- **Given entries**:
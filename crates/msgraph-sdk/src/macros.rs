//! Declarative macros shared by the models and request builders.

/// Declares a model whose state lives in an
/// [`InMemoryBackingStore`](msgraph_abstractions::InMemoryBackingStore).
///
/// Fields are written `kind "jsonName" => getter / setter: Type;` where
/// `kind` is one of:
///
/// * `value`: a serde-typed primitive, enum or list of primitives
/// * `object`: a nested [`Parsable`](msgraph_abstractions::Parsable) model
/// * `collection`: an array of nested models
///
/// An optional `= "#microsoft.graph.x"` after the name is the discriminator
/// written by `new()`.
macro_rules! graph_model {
    (@odata) => {
        None
    };
    (@odata $odata:literal) => {
        Some($odata)
    };

    (@accessors value $json:literal $getter:ident $setter:ident $ty:ty) => {
        pub fn $getter(&self) -> Option<$ty> {
            self.store.get_value($json)
        }

        pub fn $setter(&mut self, value: Option<$ty>) {
            self.store.set_value($json, value);
        }
    };
    (@accessors object $json:literal $getter:ident $setter:ident $ty:ty) => {
        pub fn $getter(&self) -> Option<$ty> {
            self.store.get_object($json)
        }

        pub fn $setter(&mut self, value: Option<&$ty>) {
            self.store.set_object($json, value);
        }
    };
    (@accessors collection $json:literal $getter:ident $setter:ident $ty:ty) => {
        pub fn $getter(&self) -> Option<Vec<$ty>> {
            self.store.get_collection($json)
        }

        pub fn $setter(&mut self, value: Option<&[$ty]>) {
            self.store.set_collection($json, value);
        }
    };

    (
        $(#[$meta:meta])*
        pub struct $name:ident $(= $odata:literal)? {
            $( $kind:ident $json:literal => $getter:ident / $setter:ident : $ty:ty; )*
        }
    ) => {
        $(#[$meta])*
        #[derive(Debug, Clone, PartialEq)]
        pub struct $name {
            store: ::msgraph_abstractions::InMemoryBackingStore,
        }

        impl Default for $name {
            fn default() -> Self {
                Self::new()
            }
        }

        impl $name {
            pub fn new() -> Self {
                let mut store = ::msgraph_abstractions::InMemoryBackingStore::new();
                if let Some(odata_type) =
                    <Self as ::msgraph_abstractions::Parsable>::ODATA_TYPE
                {
                    store.set_value(
                        ::msgraph_abstractions::serialization::ODATA_TYPE_KEY,
                        Some(odata_type),
                    );
                }
                Self { store }
            }

            pub fn set_odata_type(&mut self, value: Option<String>) {
                self.store
                    .set_value(::msgraph_abstractions::serialization::ODATA_TYPE_KEY, value);
            }

            $( graph_model!(@accessors $kind $json $getter $setter $ty); )*
        }

        impl ::msgraph_abstractions::Parsable for $name {
            const ODATA_TYPE: Option<&'static str> = graph_model!(@odata $($odata)?);

            fn from_backing_store(store: ::msgraph_abstractions::InMemoryBackingStore) -> Self {
                Self { store }
            }

            fn backing_store(&self) -> &::msgraph_abstractions::InMemoryBackingStore {
                &self.store
            }

            fn backing_store_mut(&mut self) -> &mut ::msgraph_abstractions::InMemoryBackingStore {
                &mut self.store
            }

            fn field_names() -> &'static [&'static str] {
                &["@odata.type", $($json),*]
            }
        }
    };
}

/// Declares a paged collection response: `value`, `@odata.nextLink` and
/// `@odata.count` over items of one model type.
macro_rules! collection_response {
    ($(#[$meta:meta])* $name:ident => $item:ty) => {
        graph_model! {
            $(#[$meta])*
            pub struct $name {
                value "@odata.count" => odata_count / set_odata_count: i64;
                value "@odata.nextLink" => odata_next_link / set_odata_next_link: String;
                collection "value" => value / set_value: $item;
            }
        }

        impl $crate::models::CollectionResponse for $name {
            type Item = $item;

            fn items(&self) -> Vec<$item> {
                self.value().unwrap_or_default()
            }

            fn next_link(&self) -> Option<String> {
                self.odata_next_link().filter(|link| !link.is_empty())
            }
        }
    };
}

/// Declares a request builder addressing one URL template.
///
/// The builder keeps the template's path apart from its query expression so
/// that children extend the path and bring their own query expression.
macro_rules! request_builder {
    ($(#[$meta:meta])* $name:ident, $query:expr) => {
        $(#[$meta])*
        #[derive(Debug, Clone)]
        pub struct $name {
            base: ::msgraph_abstractions::BaseRequestBuilder,
            path: String,
        }

        #[allow(dead_code)]
        impl $name {
            /// `path` is the URL template up to, not including, its query
            /// expression.
            pub fn new(
                request_adapter: ::std::sync::Arc<dyn ::msgraph_abstractions::RequestAdapter>,
                path: String,
                path_parameters: &::std::collections::HashMap<String, String>,
            ) -> Self {
                let template = format!("{}{}", path, $query);
                Self {
                    base: ::msgraph_abstractions::BaseRequestBuilder::new(
                        request_adapter,
                        &template,
                        path_parameters,
                    ),
                    path,
                }
            }

            /// The same resource addressed by a fully built URL, for example
            /// an `@odata.nextLink`.
            pub fn with_url(&self, raw_url: &str) -> Self {
                Self {
                    base: ::msgraph_abstractions::BaseRequestBuilder::from_raw_url(
                        self.base.request_adapter.clone(),
                        &self.base.url_template,
                        raw_url,
                    ),
                    path: self.path.clone(),
                }
            }

            pub fn url_template(&self) -> &str {
                &self.base.url_template
            }

            pub fn path_parameters(&self) -> &::std::collections::HashMap<String, String> {
                &self.base.path_parameters
            }

            fn child<B>(
                &self,
                segment: &str,
                make: fn(
                    ::std::sync::Arc<dyn ::msgraph_abstractions::RequestAdapter>,
                    String,
                    &::std::collections::HashMap<String, String>,
                ) -> B,
            ) -> B {
                make(
                    self.base.request_adapter.clone(),
                    format!("{}{}", self.path, segment),
                    &self.base.child_parameters(),
                )
            }

            fn child_with<B>(
                &self,
                segment: &str,
                name: &str,
                value: String,
                make: fn(
                    ::std::sync::Arc<dyn ::msgraph_abstractions::RequestAdapter>,
                    String,
                    &::std::collections::HashMap<String, String>,
                ) -> B,
            ) -> B {
                make(
                    self.base.request_adapter.clone(),
                    format!("{}{}", self.path, segment),
                    &self.base.with_path_parameter(name, value),
                )
            }
        }
    };
}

- **What the task requires**: Reproduce all the data exactly. Include every line.

- **Exercise result**:
filename crates/msgraph-sdk/src/macros.rs
//! Declarative macros shared by the models and request builders.

/// Declares a model whose state lives in an
/// [`InMemoryBackingStore`](msgraph_abstractions::InMemoryBackingStore).
///
/// Fields are written `kind "jsonName" => getter / setter: Type;` where
/// `kind` is one of:
///
/// * `value`: a serde-typed primitive, enum or list of primitives
/// * `object`: a nested [`Parsable`](msgraph_abstractions::Parsable) model
/// * `collection`: an array of nested models
///
/// An optional `= "#microsoft.graph.x"` after the name is the discriminator
/// written by `new()`.
macro_rules! graph_model {
    (@odata) => {
        None
    };
    (@odata $odata:literal) => {
        Some($odata)
    };

    (@accessors value $json:literal $getter:ident $setter:ident $ty:ty) => {
        pub fn $getter(&self) -> Option<$ty> {
            self.store.get_value($json)
        }

        pub fn $setter(&mut self, value: Option<$ty>) {
            self.store.set_value($json, value);
        }
    };
    (@accessors object $json:literal $getter:ident $setter:ident $ty:ty) => {
        pub fn $getter(&self) -> Option<$ty> {
            self.store.get_object($json)
        }

        pub fn $setter(&mut self, value: Option<&$ty>) {
            self.store.set_object($json, value);
        }
    };
    (@accessors collection $json:literal $getter:ident $setter:ident $ty:ty) => {
        pub fn $getter(&self) -> Option<Vec<$ty>> {
            self.store.get_collection($json)
        }

        pub fn $setter(&mut self, value: Option<&[$ty]>) {
            self.store.set_collection($json, value);
        }
    };

    (
        $(#[$meta:meta])*
        pub struct $name:ident $(= $odata:literal)? {
            $( $kind:ident $json:literal => $getter:ident / $setter:ident : $ty:ty; )*
        }
    ) => {
        $(#[$meta])*
        #[derive(Debug, Clone, PartialEq)]
        pub struct $name {
            store: ::msgraph_abstractions::InMemoryBackingStore,
        }

        impl Default for $name {
            fn default() -> Self {
                Self::new()
            }
        }

        impl $name {
            pub fn new() -> Self {
                let mut store = ::msgraph_abstractions::InMemoryBackingStore::new();
                if let Some(odata_type) =
                    <Self as ::msgraph_abstractions::Parsable>::ODATA_TYPE
                {
                    store.set_value(
                        ::msgraph_abstractions::serialization::ODATA_TYPE_KEY,
                        Some(odata_type),
                    );
                }
                Self { store }
            }

            pub fn set_odata_type(&mut self, value: Option<String>) {
                self.store
                    .set_value(::msgraph_abstractions::serialization::ODATA_TYPE_KEY, value);
            }

            $( graph_model!(@accessors $kind $json $getter $setter $ty); )*
        }

        impl ::msgraph_abstractions::Parsable for $name {
            const ODATA_TYPE: Option<&'static str> = graph_model!(@odata $($odata)?);

            fn from_backing_store(store: ::msgraph_abstractions::InMemoryBackingStore) -> Self {
                Self { store }
            }

            fn backing_store(&self) -> &::msgraph_abstractions::InMemoryBackingStore {
                &self.store
            }

            fn backing_store_mut(&mut self) -> &mut ::msgraph_abstractions::InMemoryBackingStore {
                &mut self.store
            }

            fn field_names() -> &'static [&'static str] {
                &["@odata.type", $($json),*]
            }
        }
    };
}

/// Declares a paged collection response: `value`, `@odata.nextLink` and
/// `@odata.count` over items of one model type.
macro_rules! collection_response {
    ($(#[$meta:meta])* $name:ident => $item:ty) => {
        graph_model! {
            $(#[$meta])*
            pub struct $name {
                value "@odata.count" => odata_count / set_odata_count: i64;
                value "@odata.nextLink" => odata_next_link / set_odata_next_link: String;
                collection "value" => value / set_value: $item;
            }
        }

        impl $crate::models::CollectionResponse for $name {
            type Item = $item;

            fn items(&self) -> Vec<$item> {
                self.value().unwrap_or_default()
            }

            fn next_link(&self) -> Option<String> {
                self.odata_next_link().filter(|link| !link.is_empty())
            }
        }
    };
}

/// Declares a request builder addressing one URL template.
///
/// The builder keeps the template's path apart from its query expression so
/// that children extend the path and bring their own query expression.
macro_rules! request_builder {
    ($(#[$meta:meta])* $name:ident, $query:expr) => {
        $(#[$meta])*
        #[derive(Debug, Clone)]
        pub struct $name {
            base: ::msgraph_abstractions::BaseRequestBuilder,
            path: String,
        }

        #[allow(dead_code)]
        impl $name {
            /// `path` is the URL template up to, not including, its query
            /// expression.
            pub fn new(
                request_adapter: ::std::sync::Arc<dyn ::msgraph_abstractions::RequestAdapter>,
                path: String,
                path_parameters: &::std::collections::HashMap<String, String>,
            ) -> Self {
                let template = format!("{}{}", path, $query);
                Self {
                    base: ::msgraph_abstractions::BaseRequestBuilder::new(
                        request_adapter,
                        &template,
                        path_parameters,
                    ),
                    path,
                }
            }

            /// The same resource addressed by a fully built URL, for example
            /// an `@odata.nextLink`.
            pub fn with_url(&self, raw_url: &str) -> Self {
                Self {
                    base: ::msgraph_abstractions::BaseRequestBuilder::from_raw_url(
                        self.base.request_adapter.clone(),
                        &self.base.url_template,
                        raw_url,
                    ),
                    path: self.path.clone(),
                }
            }

            pub fn url_template(&self) -> &str {
                &self.base.url_template
            }

            pub fn path_parameters(&self) -> &::std::collections::HashMap<String, String> {
                &self.base.path_parameters
            }

            fn child<B>(
                &self,
                segment: &str,
                make: fn(
                    ::std::sync::Arc<dyn ::msgraph_abstractions::RequestAdapter>,
                    String,
                    &::std::collections::HashMap<String, String>,
                ) -> B,
            ) -> B {
                make(
                    self.base.request_adapter.clone(),
                    format!("{}{}", self.path, segment),
                    &self.base.child_parameters(),
                )
            }

            fn child_with<B>(
                &self,
                segment: &str,
                name: &str,
                value: String,
                make: fn(
                    ::std::sync::Arc<dyn ::msgraph_abstractions::RequestAdapter>,
                    String,
                    &::std::collections::HashMap<String, String>,
                ) -> B,
            ) -> B {
                make(
                    self.base.request_adapter.clone(),
                    format!("{}{}", self.path, segment),
                    &self.base.with_path_parameter(name, value),
                )
            }
        }
    };
}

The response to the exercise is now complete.